◆ **What is expected**: Every line of the records that holds the word "FileRepository" should be copied out.

[[ Given records, beginning ]]

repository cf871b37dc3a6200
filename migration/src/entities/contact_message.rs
//! Contact message entity for the contact form inbox

use sea_orm::entity::prelude::*;

#[derive(Clone, Debug, PartialEq, DeriveEntityModel, Eq)]
#[sea_orm(table_name = "contact_messages")]
pub struct Model {
    #[sea_orm(primary_key)]
    pub id: i64,
    pub name: String,
    pub email: String,
    #[sea_orm(column_type = "Text")]
    pub message: String,
    pub created_at: DateTimeUtc,
}

#[derive(Copy, Clone, Debug, EnumIter, DeriveRelation)]
pub enum Relation {}

impl ActiveModelBehavior for ActiveModel {}
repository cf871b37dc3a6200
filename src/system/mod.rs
pub mod logging;

pub use logging::init_logging;
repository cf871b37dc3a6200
//! Visit tracking endpoints
//!
//! - `POST /visites`：公开的追踪 beacon，无需认证
//! - `GET /visites/stats`：聚合统计，由 stats_auth 中间件保护

use std::sync::Arc;

use actix_web::{web, HttpRequest, HttpResponse, Responder};
use serde::Deserialize;
use serde_json::json;
use tracing::{debug, error, info};

use crate::analytics::{aggregate, detect_browser, detect_device, detect_os};
use crate::repository::{NewVisit, Repository, VISIT_QUERY_LIMIT};
use crate::utils::ip::extract_client_ip;

/// 落库前 User-Agent 截断长度
const MAX_USER_AGENT_LEN: usize = 500;

/// 默认统计窗口（天）
const DEFAULT_STATS_DAYS: u32 = 30;

/// 统计窗口上限（十年）。超出上限的值按无效处理，退回默认值，
/// 同时避免超大时长撑爆 chrono 的时间运算范围
const MAX_STATS_DAYS: u32 = 3650;

/// 追踪事件载荷，除 page 外全部可选
#[derive(Debug, Clone, Default, Deserialize)]
#[serde(rename_all = "camelCase", default)]
pub struct VisitPayload {
    pub page: String,
    pub referrer: String,
    pub user_agent: Option<String>,
    pub language: String,
    pub screen_width: Option<i32>,
    pub screen_height: Option<i32>,
    pub session_id: String,
    pub duration: i32,
    pub lcp: Option<f64>,
    pub fcp: Option<f64>,
    pub cls: Option<f64>,
    pub ttfb: Option<f64>,
}

#[derive(Debug, Deserialize)]
pub struct StatsQuery {
    /// 窗口天数；解析失败、非正数或超出上限时退回默认值，不报错
    pub days: Option<String>,
}

pub struct VisitService;

impl VisitService {
    /// POST /visites — 记录一次页面访问或离开事件
    pub async fn create(
        req: HttpRequest,
        body: web::Bytes,
        repository: web::Data<Arc<dyn Repository>>,
    ) -> impl Responder {
        // sendBeacon 不保证 Content-Type，手动解析 body；
        // 同时兼容 { data: {...} } 包装和裸对象两种形态
        let payload = match Self::parse_payload(&body) {
            Ok(payload) => payload,
            Err(message) => {
                debug!("Visit rejected: {}", message);
                return HttpResponse::BadRequest().json(json!({ "error": message }));
            }
        };

        if payload.page.trim().is_empty() {
            debug!("Visit rejected: empty page");
            return HttpResponse::BadRequest()
                .json(json!({ "error": "Le champ \"page\" est requis" }));
        }

        // 客户端 IP 仅用于日志（以及将来可能的地理定位），不落库
        if let Some(ip) = extract_client_ip(&req) {
            debug!("Visit from {} on {}", ip, payload.page);
        }

        // UA 优先取载荷中的值（sendBeacon 场景），否则取请求头
        let user_agent = payload
            .user_agent
            .filter(|ua| !ua.is_empty())
            .or_else(|| {
                req.headers()
                    .get("User-Agent")
                    .and_then(|h| h.to_str().ok())
                    .map(String::from)
            })
            .unwrap_or_default();
        let user_agent = truncate_chars(&user_agent, MAX_USER_AGENT_LEN);

        let new_visit = NewVisit {
            page: payload.page,
            referrer: payload.referrer,
            language: payload.language,
            screen_width: payload.screen_width,
            screen_height: payload.screen_height,
            device: detect_device(&user_agent).as_str().to_string(),
            browser: detect_browser(&user_agent).as_str().to_string(),
            os: detect_os(&user_agent).as_str().to_string(),
            session_id: payload.session_id,
            duration: payload.duration.max(0),
            lcp: payload.lcp,
            fcp: payload.fcp,
            cls: payload.cls,
            ttfb: payload.ttfb,
            user_agent,
        };

        match repository.append_visit(new_visit).await {
            Ok(id) => HttpResponse::Created().json(json!({ "data": { "id": id } })),
            Err(e) => {
                error!("Failed to persist visit: {}", e);
                HttpResponse::InternalServerError().json(json!({ "error": "Internal error" }))
            }
        }
    }

    /// GET /visites/stats?days=N — 聚合统计
    pub async fn stats(
        query: web::Query<StatsQuery>,
        repository: web::Data<Arc<dyn Repository>>,
    ) -> impl Responder {
        let days = query
            .days
            .as_deref()
            .and_then(|d| d.parse::<u32>().ok())
            .filter(|d| (1..=MAX_STATS_DAYS).contains(d))
            .unwrap_or(DEFAULT_STATS_DAYS);

        let cutoff = chrono::Utc::now() - chrono::Duration::days(i64::from(days));

        let visits = match repository.visits_since(cutoff, VISIT_QUERY_LIMIT).await {
            Ok(visits) => visits,
            Err(e) => {
                error!("Failed to load visits for stats: {}", e);
                return HttpResponse::InternalServerError()
                    .json(json!({ "error": "Internal error" }));
            }
        };

        info!("Stats computed over {} visits ({} days)", visits.len(), days);

        let stats = aggregate(&visits, days);
        HttpResponse::Ok().json(json!({ "data": stats }))
    }

    fn parse_payload(body: &[u8]) -> Result<VisitPayload, &'static str> {
        let value: serde_json::Value =
            serde_json::from_slice(body).map_err(|_| "Corps JSON invalide")?;

        // Strapi 时代的客户端发 { data: {...} }，新 tracker 发裸对象
        let record = match value.get("data") {
            Some(data) if data.is_object() => data.clone(),
            _ => value,
        };

        serde_json::from_value(record).map_err(|_| "Corps JSON invalide")
    }
}

/// 按字符截断，避免切在 UTF-8 编码中间
fn truncate_chars(s: &str, max: usize) -> String {
    s.chars().take(max).collect()
}
//! Visit tracking API tests
//!
//! Full-stack tests for POST /visites and GET /visites/stats using the
//! file backend on a temporary directory.

use std::sync::Arc;

use actix_web::http::StatusCode;
use actix_web::middleware::from_fn;
use actix_web::test::{self, TestRequest};
use actix_web::{web, App};
use tempfile::TempDir;

use vitrine::middleware::AuthMiddleware;
use vitrine::repository::backends::file::FileRepository;
use vitrine::repository::{NewVisit, Repository, VISIT_QUERY_LIMIT};
use vitrine::services::VisitService;

const CHROME_UA: &str = "Mozilla/5.0 (Windows NT 10.0; Win64; x64) AppleWebKit/537.36 \
                         (KHTML, like Gecko) Chrome/120.0.0.0 Safari/537.36";

fn create_temp_repository() -> (Arc<dyn Repository>, TempDir) {
    let temp_dir = TempDir::new().expect("Failed to create temp dir");
    let repository =
        FileRepository::new(temp_dir.path()).expect("Failed to create file repository");
    (Arc::new(repository) as Arc<dyn Repository>, temp_dir)
}

fn test_visit(page: &str, session: &str) -> NewVisit {
    NewVisit {
        page: page.to_string(),
        session_id: session.to_string(),
        device: "desktop".to_string(),
        browser: "Chrome".to_string(),
        os: "Windows".to_string(),
        ..Default::default()
    }
}

// =============================================================================
// POST /visites
// =============================================================================

#[actix_rt::test]
async fn test_create_visit_returns_201() {
    let (repository, _dir) = create_temp_repository();

    let app = test::init_service(
        App::new()
            .app_data(web::Data::new(repository.clone()))
            .route("/visites", web::post().to(VisitService::create)),
    )
    .await;

    let req = TestRequest::post()
        .uri("/visites")
        .insert_header(("User-Agent", CHROME_UA))
        .set_payload(r#"{"page":"/projets","sessionId":"s1","duration":42}"#)
        .to_request();
    let resp = test::call_service(&app, req).await;

    assert_eq!(resp.status(), StatusCode::CREATED);
    let body: serde_json::Value = test::read_body_json(resp).await;
    assert_eq!(body["data"]["id"], 1);

    // 落库的记录应带服务端识别结果
    let visits = repository
        .visits_since(chrono::Utc::now() - chrono::Duration::days(1), 10)
        .await
        .unwrap();
    assert_eq!(visits.len(), 1);
    assert_eq!(visits[0].page, "/projets");
    assert_eq!(visits[0].device, "desktop");
    assert_eq!(visits[0].browser, "Chrome");
    assert_eq!(visits[0].os, "Windows");
    assert_eq!(visits[0].duration, 42);
}

#[actix_rt::test]
async fn test_create_visit_accepts_wrapped_body() {
    let (repository, _dir) = create_temp_repository();

    let app = test::init_service(
        App::new()
            .app_data(web::Data::new(repository.clone()))
            .route("/visites", web::post().to(VisitService::create)),
    )
    .await;

    let req = TestRequest::post()
        .uri("/visites")
        .set_payload(r#"{"data":{"page":"/","sessionId":"s1","lcp":1500.0}}"#)
        .to_request();
    let resp = test::call_service(&app, req).await;

    assert_eq!(resp.status(), StatusCode::CREATED);

    let visits = repository
        .visits_since(chrono::Utc::now() - chrono::Duration::days(1), 10)
        .await
        .unwrap();
    assert_eq!(visits[0].lcp, Some(1500.0));
}

#[actix_rt::test]
async fn test_create_visit_missing_page_is_rejected() {
    let (repository, _dir) = create_temp_repository();

    let app = test::init_service(
        App::new()
            .app_data(web::Data::new(repository.clone()))
            .route("/visites", web::post().to(VisitService::create)),
    )
    .await;

    let req = TestRequest::post()
        .uri("/visites")
        .set_payload(r#"{"sessionId":"s1"}"#)
        .to_request();
    let resp = test::call_service(&app, req).await;

    assert_eq!(resp.status(), StatusCode::BAD_REQUEST);

    // 无效请求不应落库
    let visits = repository
        .visits_since(chrono::Utc::now() - chrono::Duration::days(1), 10)
        .await
        .unwrap();
    assert!(visits.is_empty());
}

#[actix_rt::test]
async fn test_create_visit_invalid_json_is_rejected() {
    let (repository, _dir) = create_temp_repository();

    let app = test::init_service(
        App::new()
            .app_data(web::Data::new(repository))
            .route("/visites", web::post().to(VisitService::create)),
    )
    .await;

    let req = TestRequest::post()
        .uri("/visites")
        .set_payload("not json at all")
        .to_request();
    let resp = test::call_service(&app, req).await;

    assert_eq!(resp.status(), StatusCode::BAD_REQUEST);
}

#[actix_rt::test]
async fn test_create_visit_negative_duration_clamped() {
    let (repository, _dir) = create_temp_repository();

    let app = test::init_service(
        App::new()
            .app_data(web::Data::new(repository.clone()))
            .route("/visites", web::post().to(VisitService::create)),
    )
    .await;

    let req = TestRequest::post()
        .uri("/visites")
        .set_payload(r#"{"page":"/","sessionId":"s1","duration":-5}"#)
        .to_request();
    let resp = test::call_service(&app, req).await;
    assert_eq!(resp.status(), StatusCode::CREATED);

    let visits = repository
        .visits_since(chrono::Utc::now() - chrono::Duration::days(1), 10)
        .await
        .unwrap();
    assert_eq!(visits[0].duration, 0);
}

// =============================================================================
// GET /visites/stats
// =============================================================================

macro_rules! stats_app {
    ($repository:expr) => {
        test::init_service(
            App::new().app_data(web::Data::new($repository)).service(
                web::resource("/visites/stats")
                    .wrap(from_fn(AuthMiddleware::stats_auth))
                    .route(web::get().to(VisitService::stats)),
            ),
        )
        .await
    };
}

#[actix_rt::test]
async fn test_stats_requires_authorization_header() {
    let (repository, _dir) = create_temp_repository();
    let app = stats_app!(repository);

    let req = TestRequest::get().uri("/visites/stats").to_request();
    let resp = test::call_service(&app, req).await;

    assert_eq!(resp.status(), StatusCode::UNAUTHORIZED);
    let body: serde_json::Value = test::read_body_json(resp).await;
    assert_eq!(body["error"], "Token requis");
}

#[actix_rt::test]
async fn test_stats_aggregates_visits() {
    let (repository, _dir) = create_temp_repository();

    repository.append_visit(test_visit("/", "s1")).await.unwrap();
    repository.append_visit(test_visit("/", "s1")).await.unwrap();
    repository
        .append_visit(test_visit("/projets", "s2"))
        .await
        .unwrap();

    let app = stats_app!(repository);

    let req = TestRequest::get()
        .uri("/visites/stats?days=7")
        .insert_header(("Authorization", "Bearer whatever"))
        .to_request();
    let resp = test::call_service(&app, req).await;
    assert_eq!(resp.status(), StatusCode::OK);

    let body: serde_json::Value = test::read_body_json(resp).await;
    let stats = &body["data"];
    assert_eq!(stats["totalVisites"], 3);
    assert_eq!(stats["sessionsUniques"], 2);
    assert_eq!(stats["jours"], 7);
    // 页面计数降序，(page, count) 序列化为二元数组
    assert_eq!(stats["parPage"][0][0], "/");
    assert_eq!(stats["parPage"][0][1], 2);
}

#[actix_rt::test]
async fn test_stats_invalid_days_falls_back_to_default() {
    let (repository, _dir) = create_temp_repository();
    let app = stats_app!(repository);

    let req = TestRequest::get()
        .uri("/visites/stats?days=abc")
        .insert_header(("Authorization", "Bearer whatever"))
        .to_request();
    let resp = test::call_service(&app, req).await;
    assert_eq!(resp.status(), StatusCode::OK);

    let body: serde_json::Value = test::read_body_json(resp).await;
    assert_eq!(body["data"]["jours"], 30);
}

#[actix_rt::test]
async fn test_stats_out_of_range_days_falls_back_to_default() {
    let (repository, _dir) = create_temp_repository();
    repository.append_visit(test_visit("/", "s1")).await.unwrap();
    let app = stats_app!(repository);

    // 超出 i64 毫秒范围的天数也必须正常响应，而不是中断请求
    for days in ["200000000000", "-3", "0", "99999"] {
        let req = TestRequest::get()
            .uri(&format!("/visites/stats?days={}", days))
            .insert_header(("Authorization", "Bearer whatever"))
            .to_request();
        let resp = test::call_service(&app, req).await;
        assert_eq!(resp.status(), StatusCode::OK, "days={}", days);

        let body: serde_json::Value = test::read_body_json(resp).await;
        assert_eq!(body["data"]["jours"], 30, "days={}", days);
        assert_eq!(body["data"]["totalVisites"], 1, "days={}", days);
    }
}

#[actix_rt::test]
async fn test_stats_respects_query_limit_constant() {
    // 常量守护：聚合读取的上限不应被悄悄改小
    assert_eq!(VISIT_QUERY_LIMIT, 10_000);
}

[[ Given records, end ]]

◆ **Written solution**:
use vitrine::repository::backends::file::FileRepository;
        FileRepository::new(temp_dir.path()).expect("Failed to create file repository");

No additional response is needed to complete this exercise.